Но, видит Бог, это, вероятно, и так своего рода мировой рекорд — дойти до матча за третье место без всякого вообще вратаря.

Всё это, конечно, неважно. Важно другое. Кто он —

— мутант или сатана?

Я думаю, если испанцы выиграют, то скорее мутант. А если проиграют, то сатана. Убедить человечество в своей правоте и в последний момент обмануть — дело типично сатанинское.

И лицо такое доброе-доброе, слегка подслеповатое — как у генерального секретаря какой-нибудь небольшой латиноамериканской компартии.

Конечно, маленькие голубые матрасики: 40 комментариев

  1. Не стал бы предъявлять ему претензий ни в каком случае.
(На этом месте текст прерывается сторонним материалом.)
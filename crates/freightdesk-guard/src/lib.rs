//! # FreightDesk Guards
//!
//! Enforcement points for the back office. Every guard is a pure decision
//! over a [`SessionState`] snapshot; navigation and rendering are left to
//! the UI layer.
//!
//! ## Overview
//!
//! - **Route guard**: page level, redirects to login or to a landing page
//! - **Component guard**: nested regions, hides inline by default
//! - **Element guard**: single buttons and actions, render or nothing
//! - **Route table / menu**: the back-office pages and the menu built from them
//!
//! All guards delegate to [`freightdesk_rbac::satisfies`] and never
//! re-implement the predicate. A guard without a requirement always renders,
//! and no guard decides anything while the session is still loading.
//!
//! ## Usage
//!
//! ```rust
//! use std::sync::Arc;
//! use freightdesk_auth::SessionState;
//! use freightdesk_guard::{RouteDecision, RouteTable};
//! use freightdesk_rbac::{Actor, Role};
//!
//! let routes = RouteTable::backoffice();
//! let carrier = Actor::new("7").with_roles([Role::Transporter]);
//! let state = SessionState::Authenticated(Arc::new(carrier));
//!
//! match routes.evaluate(&state, "/users") {
//!     RouteDecision::Redirect(redirect) => assert_eq!(redirect.to_url(), "/transporter/deliveries"),
//!     other => panic!("unexpected {:?}", other),
//! }
//! ```

pub mod component;
pub mod decision;
pub mod element;
pub mod landing;
pub mod nav;
pub mod route;
pub mod table;

pub use component::{ComponentGuard, Fallback};
pub use decision::{ComponentDecision, Redirect, RouteDecision, RETURN_PARAM};
pub use element::ElementGuard;
pub use landing::LandingPages;
pub use nav::{visible_sections, DashboardSection, NavItem, NavMenu};
pub use route::{OnUnauthorized, RouteGuard, DEFAULT_LOGIN_PATH};
pub use table::{RouteEntry, RouteTable};
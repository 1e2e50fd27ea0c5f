//! Auth backend configuration.
//!
//! Holds the backend URL, request timeout and the names under which
//! credentials are persisted. Configuration is loaded from environment
//! variables with defaults for local development.

use serde::{Deserialize, Serialize};
use std::time::Duration;
use thiserror::Error;

/// Configuration errors.
#[derive(Debug, Error)]
pub enum ConfigError {
    /// A required value is empty.
    #[error("Missing required configuration value: {0}")]
    Missing(String),

    /// Invalid configuration value.
    #[error("Invalid configuration value for {key}: {message}")]
    InvalidValue {
        /// Configuration key.
        key: String,
        /// Error message.
        message: String,
    },
}

/// Auth backend and credential-storage configuration.
#[derive(Debug, Clone, Serialize, Deserialize)]
pub struct AuthConfig {
    /// Base URL of the REST backend (e.g., "https://api.freightdesk.io").
    pub base_url: String,

    /// Request timeout in seconds.
    pub timeout_secs: u64,

    /// Storage key of the access token.
    pub access_token_key: String,

    /// Storage key of the refresh token.
    pub refresh_token_key: String,

    /// Path attribute of the mirrored credential cookies.
    pub cookie_path: String,

    /// Max-Age attribute of the mirrored credential cookies, in seconds.
    pub cookie_max_age_secs: u64,
}

impl Default for AuthConfig {
    /// Returns default configuration suitable for local development.
    fn default() -> Self {
        Self {
            base_url: "http://localhost:8080/api".to_string(),
            timeout_secs: 30,
            access_token_key: "accessToken".to_string(),
            refresh_token_key: "refreshToken".to_string(),
            cookie_path: "/".to_string(),
            cookie_max_age_secs: 7 * 24 * 60 * 60,
        }
    }
}

impl AuthConfig {
    /// Load configuration from environment variables.
    ///
    /// Environment variables:
    /// - `FREIGHTDESK_API_URL`: backend URL (default: http://localhost:8080/api)
    /// - `FREIGHTDESK_API_TIMEOUT_SECS`: request timeout (default: 30)
    /// - `FREIGHTDESK_ACCESS_TOKEN_KEY`: access token storage key (default: accessToken)
    /// - `FREIGHTDESK_REFRESH_TOKEN_KEY`: refresh token storage key (default: refreshToken)
    /// - `FREIGHTDESK_COOKIE_PATH`: cookie path (default: /)
    /// - `FREIGHTDESK_COOKIE_MAX_AGE_SECS`: cookie lifetime (default: 7 days)
    pub fn from_env() -> Self {
        let default = Self::default();

        Self {
            base_url: std::env::var("FREIGHTDESK_API_URL").unwrap_or(default.base_url),
            timeout_secs: std::env::var("FREIGHTDESK_API_TIMEOUT_SECS")
                .ok()
                .and_then(|s| s.parse().ok())
                .unwrap_or(default.timeout_secs),
            access_token_key: std::env::var("FREIGHTDESK_ACCESS_TOKEN_KEY")
                .unwrap_or(default.access_token_key),
            refresh_token_key: std::env::var("FREIGHTDESK_REFRESH_TOKEN_KEY")
                .unwrap_or(default.refresh_token_key),
            cookie_path: std::env::var("FREIGHTDESK_COOKIE_PATH").unwrap_or(default.cookie_path),
            cookie_max_age_secs: std::env::var("FREIGHTDESK_COOKIE_MAX_AGE_SECS")
                .ok()
                .and_then(|s| s.parse().ok())
                .unwrap_or(default.cookie_max_age_secs),
        }
    }

    /// Get the request timeout as a Duration.
    pub fn timeout(&self) -> Duration {
        Duration::from_secs(self.timeout_secs)
    }

    /// Build a full URL by appending a path to the base URL.
    pub fn url(&self, path: &str) -> String {
        let base = self.base_url.trim_end_matches('/');
        let path = path.trim_start_matches('/');
        format!("{}/{}", base, path)
    }

    /// Check that the configuration is usable.
    pub fn validate(&self) -> Result<(), ConfigError> {
        if self.base_url.trim().is_empty() {
            return Err(ConfigError::Missing("FREIGHTDESK_API_URL".to_string()));
        }
        if !self.base_url.starts_with("http://") && !self.base_url.starts_with("https://") {
            return Err(ConfigError::InvalidValue {
                key: "FREIGHTDESK_API_URL".to_string(),
                message: format!("expected an http(s) URL, got {}", self.base_url),
            });
        }
        if self.access_token_key.is_empty() || self.refresh_token_key.is_empty() {
            return Err(ConfigError::Missing("token storage key".to_string()));
        }
        if self.access_token_key == self.refresh_token_key {
            return Err(ConfigError::InvalidValue {
                key: "FREIGHTDESK_REFRESH_TOKEN_KEY".to_string(),
                message: "must differ from the access token key".to_string(),
            });
        }
        if self.timeout_secs == 0 {
            return Err(ConfigError::InvalidValue {
                key: "FREIGHTDESK_API_TIMEOUT_SECS".to_string(),
                message: "must be greater than zero".to_string(),
            });
        }
        Ok(())
    }
}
В Амстердаме на каждом шагу в индонезийских ресторанах осьминогов подают и в Испании это национальная галисийская еда «pulpo», так что он всех их справедливо в гробу видал и маму их на щупальцах вертел.

  2. Почему оригинально? То, то я читал, была чистая фантастика. Про муравьев каких-тп что ли и про космонавтов, которые никуда не летали, а все снималось на киностудии (бесстыдно своровано с американского третьеразрядного фильма по мотивам никогда не производившейся высадки на Луни). Мне прислали с Радио «Свобода» его первую, что ли книжку, чтобы я отрецензировал. Поэтому я честно дочитал до конца. Но поскольку ничего хорошего мне в голову не пришло, а ругать не имело смысла за полной нелитературностью, то я не стал тогда ничего писать.

    Насколько понимаю, это всё потом несколько первертировалось под разными модными соусами, но основу сохранило — и главное публику: читателей научной фантастики, которые всегда чувствовали своего.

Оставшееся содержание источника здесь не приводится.